- _WHAT IS BEING ASKED_
Look through the records below for the line with "Describe the data" and the line with "to retrieve, in", then return those lines and all lines between, exactly.

- _DATASET_
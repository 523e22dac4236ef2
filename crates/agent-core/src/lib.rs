//! # agent-core
//!
//! Provider-agnostic agent framework: conversation transcript, closed tool
//! registry, and the controller loop that drives one question to an answer.
//!
//! ## Architecture
//!
//! ```text
//! ┌─────────────────────────────────────────────────────────────┐
//! │                        Agent                                 │
//! │  ┌─────────────┐  ┌─────────────┐  ┌─────────────────────┐  │
//! │  │ Controller  │  │    Tool     │  │   LlmProvider       │  │
//! │  │    Loop     │──│   Registry  │──│   (Strategy)        │  │
//! │  └─────────────┘  └─────────────┘  └─────────────────────┘  │
//! └─────────────────────────────────────────────────────────────┘
//! ```
//!
//! The `LlmProvider` trait enables swapping between Ollama, OpenAI, or any
//! other backend without changing the loop. Tool executors contain their own
//! failures as labelled text so the model can decide how to recover.

pub mod error;
pub mod message;
pub mod provider;
pub mod reasoning;
pub mod tool;

pub use error::{AgentError, Result};
pub use message::{Conversation, Role, Turn};
pub use provider::{Completion, GenerationOptions, LlmProvider};
pub use reasoning::{Agent, AgentConfig};
pub use tool::{Tool, ToolCall, ToolRegistry, ToolResult, ToolSchema};
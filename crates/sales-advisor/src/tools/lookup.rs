//! Sales Data Lookup Tool
//!
//! Query synthesis plus execution: turns a natural-language request into a
//! single SQL statement over the sales table, runs it, and returns the
//! result set as text. Any failure along the way (model, SQL, store) comes
//! back as a labelled error result for the model to react to.

use std::sync::Arc;

use async_trait::async_trait;

use agent_core::{
    provider::{GenerationOptions, LlmProvider},
    tool::{ParameterSchema, Tool, ToolCall, ToolResult, ToolSchema},
    Result as CoreResult, Turn,
};

use super::{required_str, strip_code_fences};
use crate::dataset::Dataset;
use crate::store::{SalesStore, SALES_TABLE};

/// Ask the model for a single SQL statement, no commentary
pub async fn generate_sql_query(
    provider: &dyn LlmProvider,
    generation: &GenerationOptions,
    prompt: &str,
    columns: &[&str],
    table_name: &str,
) -> CoreResult<String> {
    let formatted = format!(
        "Generate an SQL query based on a prompt. \
         Do not reply with anything besides the SQL query.\n\
         The prompt is: {prompt}\n\n\
         The available columns are: {columns}\n\
         The table name is: {table_name}",
        columns = columns.join(", "),
    );

    let completion = provider
        .complete(&[Turn::system(formatted)], generation)
        .await?;

    Ok(strip_code_fences(&completion.content))
}

/// Tool for looking up data from the store sales dataset
pub struct LookupSalesTool {
    provider: Arc<dyn LlmProvider>,
    store: Arc<SalesStore>,
    generation: GenerationOptions,
}

impl LookupSalesTool {
    pub const NAME: &'static str = "lookup_sales_data";

    pub fn new(
        provider: Arc<dyn LlmProvider>,
        store: Arc<SalesStore>,
        generation: GenerationOptions,
    ) -> Self {
        Self {
            provider,
            store,
            generation,
        }
    }

    async fn lookup(&self, prompt: &str) -> anyhow::Result<String> {
        self.store.ensure_table()?;

        let sql = generate_sql_query(
            self.provider.as_ref(),
            &self.generation,
            prompt,
            Dataset::columns(),
            SALES_TABLE,
        )
        .await?;
        tracing::debug!(%sql, "synthesized query");

        Ok(self.store.execute_query(&sql)?)
    }
}

#[async_trait]
impl Tool for LookupSalesTool {
    fn schema(&self) -> ToolSchema {
        ToolSchema {
            name: Self::NAME.into(),
            description:
                "Look up data from the store sales / price elasticity / promotions dataset. \
                 Describe the data you need in plain language."
                    .into(),
            parameters: vec![ParameterSchema {
                name: "prompt".into(),
                param_type: "string".into(),
                description: "What data to retrieve, in plain language".into(),
                required: true,
            }],
        }
    }

    async fn execute(&self, call: &ToolCall) -> CoreResult<ToolResult> {
        let prompt = required_str(call, "prompt")?;

        match self.lookup(prompt).await {
            Ok(table) => Ok(ToolResult::success(Self::NAME, table)),
            Err(e) => Ok(ToolResult::failure(
                Self::NAME,
                format!("Error accessing data: {e}"),
            )),
        }
    }
}
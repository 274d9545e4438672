//! Standard locations for iqflow files

use std::path::PathBuf;

/// Directory holding iqflow config files
///
/// `$XDG_CONFIG_HOME/iqflow` (or the platform equivalent), falling back to
/// `./iqflow` when the platform reports no config directory.
pub fn default_config_dir() -> PathBuf {
    dirs::config_dir()
        .unwrap_or_else(|| PathBuf::from("."))
        .join("iqflow")
}

/// Path of a named config file inside [`default_config_dir`]
pub fn default_config_path(filename: &str) -> PathBuf {
    default_config_dir().join(filename)
}
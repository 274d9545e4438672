//! Test sink configuration
//!
//! Stored as YAML at `~/.config/iqflow/testsink.yaml` unless a path is given
//! on the command line.

use std::path::PathBuf;

use iqflow_core::config::{default_config_path, PipelineConfig};
use serde::{Deserialize, Serialize};

/// Default config file name
pub const CONFIG_FILENAME: &str = "testsink.yaml";

pub fn default_config_file() -> PathBuf {
    default_config_path(CONFIG_FILENAME)
}

/// Tone generator feeding the FIFO
#[derive(Debug, Clone, PartialEq, Serialize, Deserialize)]
#[serde(default)]
pub struct ToneConfig {
    /// Tone offset from center per stream, in Hz; the last entry repeats
    pub offsets_hz: Vec<f32>,
    /// Peak amplitude (full scale is 1.0)
    pub amplitude: f32,
    /// Producer wakeup period in milliseconds
    pub period_ms: u64,
}

impl Default for ToneConfig {
    fn default() -> Self {
        Self {
            offsets_hz: vec![1000.0],
            amplitude: 0.5,
            period_ms: 10,
        }
    }
}

impl ToneConfig {
    /// Offset used for `stream`
    pub fn offset_for(&self, stream: usize) -> f32 {
        self.offsets_hz
            .get(stream)
            .or_else(|| self.offsets_hz.last())
            .copied()
            .unwrap_or(0.0)
    }
}

/// Run length and status reporting
#[derive(Debug, Clone, PartialEq, Eq, Serialize, Deserialize)]
#[serde(default)]
pub struct RunConfig {
    /// Stop after this many seconds; run until killed when unset
    pub duration_secs: Option<u64>,
    /// Status timer period in milliseconds
    pub status_ms: u64,
    /// Status ticks between stream timing requests
    pub timing_interval_ticks: u64,
    /// Settings debounce period in milliseconds
    pub update_ms: u64,
}

impl Default for RunConfig {
    fn default() -> Self {
        Self {
            duration_secs: Some(10),
            status_ms: 50,
            timing_interval_ticks: 20,
            update_ms: 100,
        }
    }
}

#[derive(Debug, Clone, PartialEq, Default, Serialize, Deserialize)]
#[serde(default)]
pub struct TestSinkConfig {
    pub pipeline: PipelineConfig,
    pub tone: ToneConfig,
    pub run: RunConfig,
}

#[cfg(test)]
mod tests {
    use super::*;
    use iqflow_core::config::{load_config, save_config};

    #[test]
    fn test_offset_repeats_last_entry() {
        let tone = ToneConfig {
            offsets_hz: vec![100.0, -250.0],
            ..Default::default()
        };
        assert_eq!(tone.offset_for(0), 100.0);
        assert_eq!(tone.offset_for(1), -250.0);
        assert_eq!(tone.offset_for(5), -250.0);

        let silent = ToneConfig {
            offsets_hz: Vec::new(),
            ..Default::default()
        };
        assert_eq!(silent.offset_for(0), 0.0);
    }

    #[test]
    fn test_config_round_trip() {
        let dir = tempfile::tempdir().unwrap();
        let path = dir.path().join(CONFIG_FILENAME);

        let mut config = TestSinkConfig::default();
        config.pipeline.fifo.streams = 2;
        config.tone.offsets_hz = vec![500.0, 1500.0];
        config.run.duration_secs = None;
        save_config(&config, &path).unwrap();

        let loaded: TestSinkConfig = load_config(&path);
        assert_eq!(loaded, config);
    }

    #[test]
    fn test_default_file_location() {
        assert!(default_config_file().ends_with("iqflow/testsink.yaml"));
    }
}
//! Streaming output
//!
//! A driver consumes the multi-stream FIFO at the device rate and hands the
//! processed samples to a sink. Everything else talks to it through messages.
//!
//! # Architecture
//!
//! ```text
//!  producer ──write_sync──► SampleMiFifo ──read_sync──► OutputWorker ──► SampleSink
//!                                                           ▲
//!                                     rtrb WorkerCommand    │  WorkerAtomics
//!                                                           │
//!  OutputController ──input queue──► OutputDriver ──────────┘
//!         ▲                              │
//!         └───────── gui queue ──────────┤ ReportGeneration / ReportStreamTiming
//!                                        └──► downstream queue: SignalChanged
//! ```
//!
//! - [`OutputDriver`] owns settings and lifecycle under a single lock and
//!   queues reports while holding it, so they arrive in lock order.
//! - [`OutputWorker`] is the only thread that reads the FIFO on behalf of the
//!   driver. It never takes the driver lock.
//! - [`MessagePump`] gives the driver its own thread for handling requests.
//! - [`OutputController`] is the GUI-side logic with no toolkit attached.

pub mod controller;
pub mod driver;
pub mod error;
pub mod message;
pub mod pump;
pub mod settings;
pub mod sink;
pub mod worker;

pub use controller::{OutputController, DEFAULT_STATUS_INTERVAL_TICKS};
pub use driver::{DriverState, OutputDriver};
pub use error::{OutputError, OutputResult};
pub use message::{Message, MessageQueue, SignalNotification};
pub use pump::MessagePump;
pub use settings::{OutputSettings, SettingsChanges};
pub use sink::{ChannelSink, NullSink, RawFileSink, SampleSink, SinkKind};
pub use worker::{
    OutputWorker, SinkSlot, Throttle, WorkerAtomics, WorkerCommand, WorkerConfig, WorkerCore,
    WORKER_COMMAND_CAPACITY,
};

- _RESPONSE_
                 Describe the data you need in plain language."
                    .into(),
            parameters: vec![ParameterSchema {
                name: "prompt".into(),
                param_type: "string".into(),
                description: "What data to retrieve, in plain language".into(),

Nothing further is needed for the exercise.